After all 5 of my puppet support team finished walking around the man as he burned we all got together for a game of Flaming Tetherball at my Brother in Law’s camp Plunderground. Hitting the flaming ball on a leash is a lot harder than it looks because as the flaming ball speeds towards your head everything in your mind is telling you to run away screaming. You have to overcome those little voices of sanity and firmly plant yourself right in front of the flaming ball and smack it with all your might to win.
There was a lot of cool things at Burning man this year but hands down the best camp was the UFOm camp. It was an Alien invasion preparedness camp that used a lot of readiness brochures and pamphlets from the 50’s. They shuttled you into a huge room with a giant plexiglass cage in it. Keep in mind I had been without a shower in the desert for 5 days when I first visited this camp. They loaded 80 naked people into the cage at a time who were dancing around to a rocking DJ, then they BLASTED you with high pressure foam. I was laughing so hard that my mouth refused to close and the foam literally filled my mouth again and again. Mentally I knew that I should not be ingesting the foam but I was laughing so hard I just could not close it. It’s hard to accurately describe the feeling of dancing excitedly with 80 naked complete strangers while covered in foam. It wasn’t weird or sexual, it was just pure, raw fun. In a world full of weird sexual insanity, it seemed the least sexually charged part of Burning Man, and totally natural in a very strange way.
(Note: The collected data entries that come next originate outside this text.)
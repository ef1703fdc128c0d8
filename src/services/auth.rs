use uuid::Uuid;

use crate::app::AppState;
use crate::authz::Principal;
use crate::db::{roles, sessions, users};
use crate::errors::{AppError, AppResult};
use crate::models::session::Session;
use crate::models::user::{User, UserStatus};

/// Load a live user with their roles. Soft-deleted users do not exist here.
pub async fn load_principal(state: &AppState, user_id: Uuid) -> AppResult<Principal> {
    let mut conn = state.pool.acquire().await?;
    let user = users::find_live(&mut conn, user_id)
        .await?
        .ok_or_else(|| AppError::unauthorized("unknown or deleted user"))?;
    let user_roles = roles::roles_for_user(&mut conn, user.id).await?;
    Ok(Principal::from_user(&user, user_roles))
}

fn status_error(status: UserStatus) -> Option<AppError> {
    match status {
        UserStatus::Active => None,
        UserStatus::Suspended => Some(AppError::forbidden_with("Please reset your password.")),
        UserStatus::Banned => Some(AppError::forbidden_with(
            "Your account is banned. Please contact an administrator.",
        )),
    }
}

/// Status gate applied to every authenticated request.
pub fn ensure_usable(principal: &Principal) -> AppResult<()> {
    if let Some(err) = status_error(principal.status) {
        return Err(err);
    }
    if !principal.verified {
        return Err(AppError::forbidden_with("Your email address is not verified."));
    }
    Ok(())
}

/// Resolve a bearer token into a usable principal.
pub async fn authenticate(state: &AppState, token: &str) -> AppResult<Principal> {
    let session = sessions::find_active(&state.pool, token)
        .await?
        .ok_or_else(|| AppError::unauthorized("invalid or revoked token"))?;
    let principal = load_principal(state, session.user_id).await?;
    ensure_usable(&principal)?;

    tracing::debug!(user_id = %principal.user_id, roles = principal.roles.len(), "authenticated");
    Ok(principal)
}

/// Record an externally issued token for `user`. Refused for deleted or
/// inactive accounts.
pub async fn establish_session(state: &AppState, user: &User, token: &str) -> AppResult<Session> {
    let principal = load_principal(state, user.id).await?;
    if let Some(err) = status_error(principal.status) {
        return Err(err);
    }

    let session = sessions::record(&state.pool, user.id, token).await?;
    tracing::info!(user_id = %user.id, session_id = %session.id, "session established");
    Ok(session)
}

/// Log out everywhere.
pub async fn revoke_sessions(state: &AppState, user_id: Uuid) -> AppResult<u64> {
    let mut conn = state.pool.acquire().await?;
    let revoked = sessions::revoke_all(&mut conn, user_id).await?;
    tracing::info!(%user_id, revoked, "sessions revoked");
    Ok(revoked)
}
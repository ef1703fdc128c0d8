pub mod category;
pub mod joke;
pub mod rbac;
pub mod session;
pub mod user;
pub mod vote;
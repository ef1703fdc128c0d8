use std::collections::BTreeSet;

use super::permissions::Permission;
use crate::errors::{AppError, AppResult};

/// The set of permissions provisioned for this deployment.
///
/// Provisioning is idempotent so setup can be replayed. Nothing is ever
/// removed at runtime.
#[derive(Debug, Clone, Default)]
pub struct PermissionRegistry {
    provisioned: BTreeSet<Permission>,
}

impl PermissionRegistry {
    pub fn new() -> Self {
        Self::default()
    }

    /// A registry holding the whole catalog.
    pub fn full() -> Self {
        let mut registry = Self::new();
        for permission in Permission::ALL {
            registry.provision(*permission);
        }
        registry
    }

    /// Returns `true` when the permission was not provisioned before.
    pub fn provision(&mut self, permission: Permission) -> bool {
        self.provisioned.insert(permission)
    }

    pub fn provision_name(&mut self, name: &str) -> AppResult<Permission> {
        let permission = Permission::from_name(name).ok_or_else(|| AppError::unknown_permission(name))?;
        self.provision(permission);
        Ok(permission)
    }

    pub fn exists(&self, name: &str) -> bool {
        Permission::from_name(name)
            .map(|p| self.provisioned.contains(&p))
            .unwrap_or(false)
    }

    pub fn contains(&self, permission: Permission) -> bool {
        self.provisioned.contains(&permission)
    }

    /// Resolve a provisioned permission by name.
    pub fn resolve(&self, name: &str) -> AppResult<Permission> {
        match Permission::from_name(name) {
            Some(p) if self.provisioned.contains(&p) => Ok(p),
            _ => Err(AppError::unknown_permission(name)),
        }
    }

    /// Resolve every name or fail on the first unknown one.
    pub fn resolve_all<'a>(&self, names: impl IntoIterator<Item = &'a str>) -> AppResult<BTreeSet<Permission>> {
        names.into_iter().map(|name| self.resolve(name)).collect()
    }

    pub fn iter(&self) -> impl Iterator<Item = Permission> + '_ {
        self.provisioned.iter().copied()
    }

    pub fn len(&self) -> usize {
        self.provisioned.len()
    }

    pub fn is_empty(&self) -> bool {
        self.provisioned.is_empty()
    }
}
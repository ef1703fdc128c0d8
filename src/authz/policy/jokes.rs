use crate::authz::action::{Action, Target};
use crate::authz::evaluator::{Decision, Denial};
use crate::authz::permissions::Permission;
use crate::authz::principal::Principal;

pub fn check(actor: &Principal, action: Action, target: Target<'_>, placeholder: &str) -> Decision {
    match (action, target) {
        (Action::Browse, Target::Jokes) => Decision::allow_if(
            actor.has_all_permissions(&[Permission::BrowseAllJokes, Permission::SearchJoke]),
        ),
        (Action::Create, Target::Jokes) => Decision::allow_if(actor.has_permission(Permission::CreateJoke)),
        (Action::View, Target::Joke(joke)) => {
            if !actor.has_permission(Permission::ReadAnyJoke) {
                Decision::Deny(Denial::Forbidden)
            } else if actor.is_client_only() && !joke.is_categorized(placeholder) {
                Decision::Deny(Denial::NotFound)
            } else {
                Decision::Allow
            }
        }
        (Action::Update, Target::Joke(joke)) => {
            let owns = joke.owner_id == actor.user_id;
            Decision::allow_if(
                (owns && actor.has_permission(Permission::EditOwnJoke))
                    || actor.has_permission(Permission::EditAnyJoke),
            )
        }
        (Action::Delete, Target::Joke(joke)) => {
            let owns = joke.owner_id == actor.user_id;
            Decision::allow_if(
                (owns && actor.has_permission(Permission::DeleteOwnJoke))
                    || actor.has_permission(Permission::DeleteAnyJoke),
            )
        }
        (Action::BrowseTrash, Target::Jokes) => {
            Decision::allow_if(actor.has_permission(Permission::BrowseTrashedJokes))
        }
        (Action::Restore, Target::Jokes | Target::Joke(_)) => {
            Decision::allow_if(actor.has_permission(Permission::RestoreTrashedJokes))
        }
        (Action::Purge, Target::Jokes | Target::Joke(_)) => {
            Decision::allow_if(actor.has_permission(Permission::RemoveTrashedJokes))
        }
        (Action::Vote, Target::Joke(_)) => Decision::allow_if(actor.has_permission(Permission::Vote)),
        (Action::RemoveVote, Target::Joke(_)) => {
            Decision::allow_if(actor.has_permission(Permission::RemoveOwnVote))
        }
        _ => Decision::Deny(Denial::Forbidden),
    }
}
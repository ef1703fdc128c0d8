use chrono::Utc;
use sha2::{Digest, Sha256};
use sqlx::{SqliteConnection, SqlitePool};
use uuid::Uuid;

use super::row_parsers::session_from_row;
use super::timestamp;
use crate::errors::AppResult;
use crate::models::session::Session;

/// Tokens are never stored; only their SHA-256 digest is.
pub fn hash_token(token: &str) -> String {
    let mut hasher = Sha256::new();
    hasher.update(token.as_bytes());
    hex::encode(hasher.finalize())
}

pub async fn record(pool: &SqlitePool, user_id: Uuid, token: &str) -> AppResult<Session> {
    let session = Session {
        id: Uuid::new_v4(),
        user_id,
        token_hash: hash_token(token),
        created_at: Utc::now(),
        revoked_at: None,
    };

    sqlx::query("INSERT INTO sessions (id, user_id, token_hash, created_at) VALUES (?, ?, ?, ?)")
        .bind(session.id.to_string())
        .bind(user_id.to_string())
        .bind(&session.token_hash)
        .bind(timestamp(session.created_at))
        .execute(pool)
        .await?;

    Ok(session)
}

pub async fn find_active(pool: &SqlitePool, token: &str) -> AppResult<Option<Session>> {
    let row = sqlx::query("SELECT * FROM sessions WHERE token_hash = ? AND revoked_at IS NULL")
        .bind(hash_token(token))
        .fetch_optional(pool)
        .await?;
    row.as_ref().map(session_from_row).transpose()
}

pub async fn list_for_user(pool: &SqlitePool, user_id: Uuid) -> AppResult<Vec<Session>> {
    let rows = sqlx::query("SELECT * FROM sessions WHERE user_id = ? ORDER BY created_at")
        .bind(user_id.to_string())
        .fetch_all(pool)
        .await?;
    rows.iter().map(session_from_row).collect()
}

/// Revoke every live session of a user; returns how many were revoked.
pub async fn revoke_all(conn: &mut SqliteConnection, user_id: Uuid) -> AppResult<u64> {
    let result = sqlx::query("UPDATE sessions SET revoked_at = ? WHERE user_id = ? AND revoked_at IS NULL")
        .bind(timestamp(Utc::now()))
        .bind(user_id.to_string())
        .execute(&mut *conn)
        .await?;
    Ok(result.rows_affected())
}

#[cfg(test)]
mod tests {
    use super::*;

    #[test]
    fn token_hash_is_hex_sha256() {
        let hash = hash_token("secret-token");
        assert_eq!(hash.len(), 64);
        assert!(hash.chars().all(|c| c.is_ascii_hexdigit()));
        assert_eq!(hash, hash_token("secret-token"));
        assert_ne!(hash, hash_token("other-token"));
    }
}
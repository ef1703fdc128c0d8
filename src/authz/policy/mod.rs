//! One policy per resource kind. Each is a pure function of
//! `(actor, action, target)` and is only reached for actors without the
//! override role.

pub mod categories;
pub mod jokes;
pub mod roles;
pub mod users;

#[cfg(test)]
pub(crate) mod fixtures {
    use uuid::Uuid;

    use crate::authz::principal::Principal;
    use crate::authz::registry::PermissionRegistry;
    use crate::authz::roles::{RoleBook, RoleTier};

    pub fn principal(tiers: &[RoleTier]) -> Principal {
        principal_with_id(Uuid::new_v4(), tiers)
    }

    pub fn principal_with_id(id: Uuid, tiers: &[RoleTier]) -> Principal {
        let book = RoleBook::with_defaults(&PermissionRegistry::full()).unwrap();
        Principal::new(id).with_roles(tiers.iter().map(|t| book.tier(*t).unwrap().clone()))
    }
}
use crate::authz::action::{Action, Target, UserTarget};
use crate::authz::evaluator::{Decision, Denial};
use crate::authz::permissions::Permission;
use crate::authz::principal::Principal;
use crate::authz::roles::RoleTier;
use crate::lifecycle::TrashFilter;
use crate::models::user::UserChanges;

/// Creation grants, widest first, with the highest tier each may assign.
const CREATE_GRANTS: [(Permission, RoleTier); 3] = [
    (Permission::CreateUser, RoleTier::Admin),
    (Permission::CreateClientAndStaffUsers, RoleTier::Staff),
    (Permission::CreateClientUsers, RoleTier::Client),
];

/// Edit grants, widest first, with the highest target tier each covers.
const EDIT_GRANTS: [(Permission, RoleTier); 3] = [
    (Permission::EditAdminStaffClientUsers, RoleTier::Admin),
    (Permission::EditClientOrStaffUsers, RoleTier::Staff),
    (Permission::EditClientUsers, RoleTier::Client),
];

const DELETE_GRANTS: [(Permission, RoleTier); 2] = [
    (Permission::DeleteClientAndStaffUsers, RoleTier::Staff),
    (Permission::DeleteClientUsers, RoleTier::Client),
];

fn ceiling(actor: &Principal, grants: &[(Permission, RoleTier)]) -> Option<RoleTier> {
    grants
        .iter()
        .find(|(permission, _)| actor.has_permission(*permission))
        .map(|(_, tier)| *tier)
}

/// A tier grant covers targets whose highest fixed tier is at or below the
/// ceiling. Targets without a fixed tier are never covered.
fn covers(ceiling: Option<RoleTier>, target: &UserTarget) -> bool {
    matches!((ceiling, target.tier()), (Some(limit), Some(tier)) if tier <= limit)
}

pub fn check(actor: &Principal, action: Action, target: Target<'_>) -> Decision {
    match (action, target) {
        (Action::Browse, Target::Users) => Decision::allow_if(actor.has_permission(Permission::BrowseAllUsers)),
        (Action::View, Target::User(user)) => Decision::allow_if(
            actor.has_permission(Permission::ReadAnyUser)
                || (user.id == actor.user_id && actor.has_permission(Permission::ReadOwnProfile)),
        ),
        (Action::Create, Target::NewUser(role)) => {
            Decision::allow_if(matches!(ceiling(actor, &CREATE_GRANTS), Some(limit) if role <= limit))
        }
        (Action::Update, Target::User(user)) => can_update(actor, user, &UserChanges::default()),
        (Action::Update, Target::UserEdit(user, changes)) => can_update(actor, user, changes),
        (Action::Delete, Target::User(user)) => can_delete(actor, user),
        (Action::BrowseTrash, Target::Users) => Decision::allow_if(
            actor.has_any_permission(&[Permission::BrowseTrashedUsers, Permission::BrowseTrashedClientUsers]),
        ),
        (Action::Restore, Target::Users) => Decision::allow_if(
            actor.has_any_permission(&[Permission::RestoreTrashedUsers, Permission::RestoreTrashedClientUsers]),
        ),
        (Action::Purge, Target::Users) => Decision::allow_if(
            actor.has_any_permission(&[Permission::RemoveTrashedUsers, Permission::RemoveTrashedClientUsers]),
        ),
        (Action::Restore, Target::User(user)) => trashed_user(
            actor,
            user,
            Permission::RestoreTrashedUsers,
            Permission::RestoreTrashedClientUsers,
        ),
        (Action::Purge, Target::User(user)) => trashed_user(
            actor,
            user,
            Permission::RemoveTrashedUsers,
            Permission::RemoveTrashedClientUsers,
        ),
        _ => Decision::Deny(Denial::Forbidden),
    }
}

fn can_update(actor: &Principal, user: &UserTarget, changes: &UserChanges) -> Decision {
    let limit = ceiling(actor, &EDIT_GRANTS);
    if covers(limit, user) {
        return Decision::allow_if(match (changes.role, limit) {
            (Some(role), Some(limit)) => role <= limit,
            _ => true,
        });
    }

    if user.id == actor.user_id && actor.has_permission(Permission::EditOwnProfile) {
        return Decision::allow_if(!changes.touches_privileged_fields());
    }

    Decision::Deny(Denial::Forbidden)
}

fn can_delete(actor: &Principal, user: &UserTarget) -> Decision {
    if user.id == actor.user_id {
        if actor.has_tier(RoleTier::Staff) || actor.has_tier(RoleTier::Admin) {
            return Decision::Deny(Denial::Forbidden);
        }
        return Decision::allow_if(actor.has_permission(Permission::DeleteOwnProfile));
    }
    Decision::allow_if(covers(ceiling(actor, &DELETE_GRANTS), user))
}

fn trashed_user(actor: &Principal, user: &UserTarget, broad: Permission, narrow: Permission) -> Decision {
    Decision::allow_if(actor.has_permission(broad) || (actor.has_permission(narrow) && user.is_client_only()))
}

/// Filter confining a user-trash action to what the actor's grants reach.
/// Only meaningful after the action itself was authorized.
pub fn trash_filter(actor: &Principal, action: Action) -> TrashFilter {
    let broad = match action {
        Action::Restore => Permission::RestoreTrashedUsers,
        Action::Purge => Permission::RemoveTrashedUsers,
        _ => Permission::BrowseTrashedUsers,
    };
    if actor.has_permission(broad) {
        TrashFilter::All
    } else {
        TrashFilter::ClientUsersOnly
    }
}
It was hard saying goodbye to the Playa. When it came time to strike camp at Rhythm wave I found myself with a deep sense of newfound comradery with my fellow campers. Over the week we had done more than just survive, by working together we had really thrived. By pooling resources we contributed more to BRC than any of us could ever have done alone. Everything in the camp ran like clockwork, the Compost, the Greywater, the Kitchen, the dancefloor, but not without a lot of time, effort and love poured in.
It was the first year I’ve ever left and wanted to come back. That really is something special.
Doug Shire and I had 3 days to enjoy together after the burn before our flights left from Reno so we headed to Yosemite to go backpacking for 3 days. There was a huge wildfire that had started encroaching before we went to BRC and I had no idea of the state of affairs before we left. The park road was closed and we could only drive about 30 miles in from the NE. That meant that Yosemite Valley and Half Dome were not accessible by car, and would require many hours of driving to get to from the SW entrance. After a quick assessment of the situation Doug and I decided that the extra 20 miles of hiking in order to achieve our earlier lofty goal of climbing half-dome was totally acceptable. Although usually this is a very busy time of year at Yosemite, with the fire it was pretty empty in the campgrounds and the trails so we got our permit to climb half-dome with ease. Thank goodness because we had already spent 7 hours in line to get out of Burning Man and I had no interest in waiting in line for a Backcountry Permit.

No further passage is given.